Physical restraint and seclusion are considered as last resort interventions when less restrictive means have not been effective at reducing serious safety threats directed at either the child or adolescent themselves or directed at others. The Centers for Medicaid & Medicare Services (CMS) defines seclusion as the involuntary confinement of a patient in a room or area from which the patient is physically prevented from leaving. Restraint is defined as any manual method or physical or mechanical device, material or equipment that immobilizes or reduces the ability of a patient to move. The use of medication to restrain the patient's movements is included within the types of restraint. There are federal regulations by CMS specifying the type of professional can order restraint and seclusion, the timeframe for such orders to be written, for in-person evaluation must occur, renewals for orders, and for re-evaluation. There are different requirements for children under 9 years of age and for those 9 to 17 years of age. States may impose stricter criteria and some states forbid the use of prone restraints. Since the early 2000's there has been concerted efforts to reduce the use of restraint and seclusion, provide alternative interventions and to recognize the role of trauma relative to restrictive procedures. The ethical issues surrounding the use of restrictive procedures include the use of restraint/seclusion as punishment, or for convenience, as a consequence of power differential , and neglect of the duty to ensure beneficence, non-malfeasance. The article by Masters et al. (2013) discusses the ethical issues when a CAP participants in restraint.

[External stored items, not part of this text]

impl FullView {
    fn load(path: &str, decompressor: Option<&dyn Decompress>) -> Result<Self> {
        let file = File::open(path)?;
        // SAFETY: the mapping is private and read-only; the file is a loaded
        // library, which the loader expects to stay unmodified.
        let map = unsafe { Mmap::map(&file)? };
        let parser = ElfParser::parse(&map)?;

        match parser.full_table(true)? {
            Some(FullTableSource::Symtab { symtab, strtab }) => {
                parser.symbol_table(&symtab, &strtab)?;
                let ident = parser.header().ident;
                trace!(path, "Full symbol table from file");
                Ok(Self {
                    backing: Backing::Mapped { map, _file: file },
                    ident,
                    symtab,
                    strtab,
                })
            }
            Some(FullTableSource::DebugData(section)) => {
                let decompressor =
                    decompressor.ok_or(DlError::MissingStructure("decompressor"))?;
                let buffer = decompressor.decompress(parser.section_data(&section)?)?;
                trace!(
                    path,
                    compressed = section.sh_size,
                    decompressed = buffer.len(),
                    "Full symbol table from .gnu_debugdata"
                );
                Self::from_embedded(buffer)
            }
            None => Err(DlError::MissingStructure(".symtab")),
        }
    }

    /// View over a decompressed embedded image. Its own `.gnu_debugdata`, if
    /// any, is not followed.
    fn from_embedded(buffer: Vec<u8>) -> Result<Self> {
        let parser = ElfParser::parse(&buffer)?;
        let Some(FullTableSource::Symtab { symtab, strtab }) = parser.full_table(false)? else {
            return Err(DlError::MissingStructure(".symtab in .gnu_debugdata"));
        };
        parser.symbol_table(&symtab, &strtab)?;
        let ident = parser.header().ident;

        Ok(Self {
            backing: Backing::Decompressed(buffer),
            ident,
            symtab,
            strtab,
        })
    }

    fn table(&self) -> Option<SymbolTable<'_>> {
        elf::symbol_table(self.backing.bytes(), self.ident, &self.symtab, &self.strtab).ok()
    }
}
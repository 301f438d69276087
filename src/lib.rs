//! Resolve symbols of ELF images already loaded into the current process.
//!
//! ```no_run
//! use procsym::ModuleFlags;
//!
//! let libc = procsym::open("libc.so.6", ModuleFlags::EXPORTED).unwrap();
//! let getpid = libc.exported_function("getpid");
//! ```

#[cfg(not(any(target_os = "linux", target_os = "android")))]
compile_error!("procsym supports only Linux and Android");

/// Decompression of embedded debug data
pub mod codec;
/// Well-known paths and names
pub mod config;
pub mod error;
/// Binary format decoders
pub mod formats;
/// Enumeration of loaded images
pub mod iterator;
pub mod logging;
pub mod maps;
/// Module handles and symbol lookup
pub mod module;
pub mod platform;

pub use error::{DlError, Result};
pub use formats::elf::SymbolKind;
pub use iterator::{iterate, ImageInfo, IterateOptions};
pub use module::{Decompress, Module, ModuleFlags};

/// Open a loaded module by absolute path or basename.
///
/// Full symbol tables stored in `.gnu_debugdata` are decompressed with the
/// system codec. Returns `None` when no image matches or any requested table
/// cannot be loaded.
pub fn open(name: &str, flags: ModuleFlags) -> Option<Module> {
    Module::open_with(name, flags, Some(&codec::SystemCodec))
}
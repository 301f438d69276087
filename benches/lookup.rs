use criterion::{criterion_group, criterion_main, Criterion, Throughput};
use procsym::formats::elf::hash::{gnu_hash, sysv_hash};
use procsym::ModuleFlags;
use std::hint::black_box;

const NAMES: &[&str] = &[
    "getpid",
    "pthread_mutex_lock",
    "__libc_start_main",
    "_ZNSt6vectorIiSaIiEE9push_backERKi",
    "XzUnpacker_IsStreamWasFinished",
];

fn bench_hashes(c: &mut Criterion) {
    let mut group = c.benchmark_group("hash");
    let bytes: u64 = NAMES.iter().map(|n| n.len() as u64).sum();
    group.throughput(Throughput::Bytes(bytes));
    group.bench_function("sysv", |b| {
        b.iter(|| {
            for name in NAMES {
                black_box(sysv_hash(black_box(name.as_bytes())));
            }
        })
    });
    group.bench_function("gnu", |b| {
        b.iter(|| {
            for name in NAMES {
                black_box(gnu_hash(black_box(name.as_bytes())));
            }
        })
    });
    group.finish();
}

fn bench_lookup(c: &mut Criterion) {
    let mut group = c.benchmark_group("lookup");
    group.bench_function("open_libc", |b| {
        b.iter(|| procsym::open(black_box("libc.so.6"), ModuleFlags::EXPORTED))
    });
    if let Some(libc) = procsym::open("libc.so.6", ModuleFlags::EXPORTED) {
        group.bench_function("exported_hit", |b| {
            b.iter(|| libc.exported_function(black_box("getpid")))
        });
        group.bench_function("exported_miss", |b| {
            b.iter(|| libc.exported_function(black_box("procsym_missing")))
        });
    }
    group.finish();
}

criterion_group!(benches, bench_hashes, bench_lookup);
criterion_main!(benches);
//! ELF header parsing

use crate::formats::elf::types::*;
use crate::formats::elf::utils::EndianRead;

/// Parse ELF identification bytes
pub fn parse_ident(data: &[u8]) -> Result<ElfIdent> {
    if data.len() < 16 {
        return Err(ElfError::Truncated {
            offset: 0,
            needed: 16,
        });
    }

    // Check magic
    if &data[0..4] != ELF_MAGIC {
        return Err(ElfError::InvalidMagic);
    }

    let class = ElfClass::from_u8(data[4])?;
    let data_encoding = ElfData::from_u8(data[5])?;

    Ok(ElfIdent {
        class,
        data: data_encoding,
        version: data[6],
    })
}

/// Parse ELF header
pub fn parse_header(data: &[u8]) -> Result<ElfHeader> {
    let ident = parse_ident(data)?;
    let header_size = ident.class.header_size();

    if data.len() < header_size {
        return Err(ElfError::Truncated {
            offset: 0,
            needed: header_size,
        });
    }

    let endian = ident.data;
    let e_type = data.read_u16(16, endian)?;

    let (e_phoff, e_shoff, tail) = match ident.class {
        ElfClass::Elf32 => (
            data.read_u32(28, endian)? as u64,
            data.read_u32(32, endian)? as u64,
            42,
        ),
        ElfClass::Elf64 => (data.read_u64(32, endian)?, data.read_u64(40, endian)?, 54),
    };

    let e_phentsize = data.read_u16(tail, endian)?;
    let e_phnum = data.read_u16(tail + 2, endian)?;
    let e_shentsize = data.read_u16(tail + 4, endian)?;
    let e_shnum = data.read_u16(tail + 6, endian)?;
    let e_shstrndx = data.read_u16(tail + 8, endian)?;

    if e_phnum > 0 && (e_phentsize as usize) < ident.class.phdr_size() {
        return Err(ElfError::MalformedHeader(format!(
            "Invalid e_phentsize: expected at least {}, got {}",
            ident.class.phdr_size(),
            e_phentsize
        )));
    }

    if e_shnum > 0 && (e_shentsize as usize) < ident.class.shdr_size() {
        return Err(ElfError::MalformedHeader(format!(
            "Invalid e_shentsize: expected at least {}, got {}",
            ident.class.shdr_size(),
            e_shentsize
        )));
    }

    Ok(ElfHeader {
        ident,
        e_type,
        e_phoff,
        e_shoff,
        e_phentsize,
        e_phnum,
        e_shentsize,
        e_shnum,
        e_shstrndx,
    })
}

/// Parse the header of an image that must match this process's class and
/// byte order, as every loaded image does.
pub fn parse_native_header(data: &[u8]) -> Result<ElfHeader> {
    let header = parse_header(data)?;
    if header.ident.class != ElfClass::NATIVE {
        return Err(ElfError::UnsupportedClass(header.ident.class as u8));
    }
    if header.ident.data != ElfData::NATIVE {
        return Err(ElfError::UnsupportedData(header.ident.data as u8));
    }
    Ok(header)
}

  1. Duke SG, Scott J, Dean AJ. Use of restrictive interventions in a child and adolescent inpatient unit - predictors of use and effect on patient outcomes. Australas Psychiatry. 2014 Aug;22(4):360-365. Epub 2014 May 1. Doi: 10.1177/1039856214532298. PubMed PMID: 24789849.
  2. Green-Hennessy S, Hennessy KD. Predictors of Seclusion or Restraint Use Within Residential Treatment Centers for Children and Adolescents. Psychiatr Q. 2015 Dec;86(4):545-54. doi: 10.1007/s11126-015-9352-8. PubMed PMID: 25733324.
  3. James Masters K, Nunno M, Mooney AJ. Should psychiatrists assist in the restraint of children and adolescents in psychiatric facilities? Psychiatr Serv. 2013 Feb 1;64(2):173-6. doi: 10.1176/appi.ps.001652012. PubMed PMID: 23370623.
  4. van der Schaaf PS, Dusseldorp E, Keuning FM, Janssen WA, Noorthoorn EO. Impact of the physical environment of psychiatric wards on the use of seclusion. Br J Psychiatry. 2013 Feb;202:142-9. doi: 10.1192/bjp.bp.112.118422. Epub 2013 Jan 10. PubMed PMID: 23307922.
  5. Whitley K, Rozel JS. Mental Health Care of Detained Youth and Solitary Confinement and Restraint Within Juvenile Detention Facilities. Child Adolesc Psychiatr Clin N Am. 2016 Jan;25(1):71-80. doi: 10.1016/j.chc.2015.08.003. Epub 2015 Oct 17. Review. PubMed PMID: 26593120.

Social Media

The intersection of social media and ethics covers a wide range of topics and continues to evolve as there are more opportunities for interactions among psychiatrists, patients and their families in both professional and non-professional domains. While the internet, texting, email communications offer certain advantages, the use of social media comes with the need to review basic ethical principles and how they are applied to digital communication. These principles include confidentiality and privacy, boundaries, conflict of interest disclosure. In addition, legal issues such as liability, intellectual property, mandated reporting are impacted.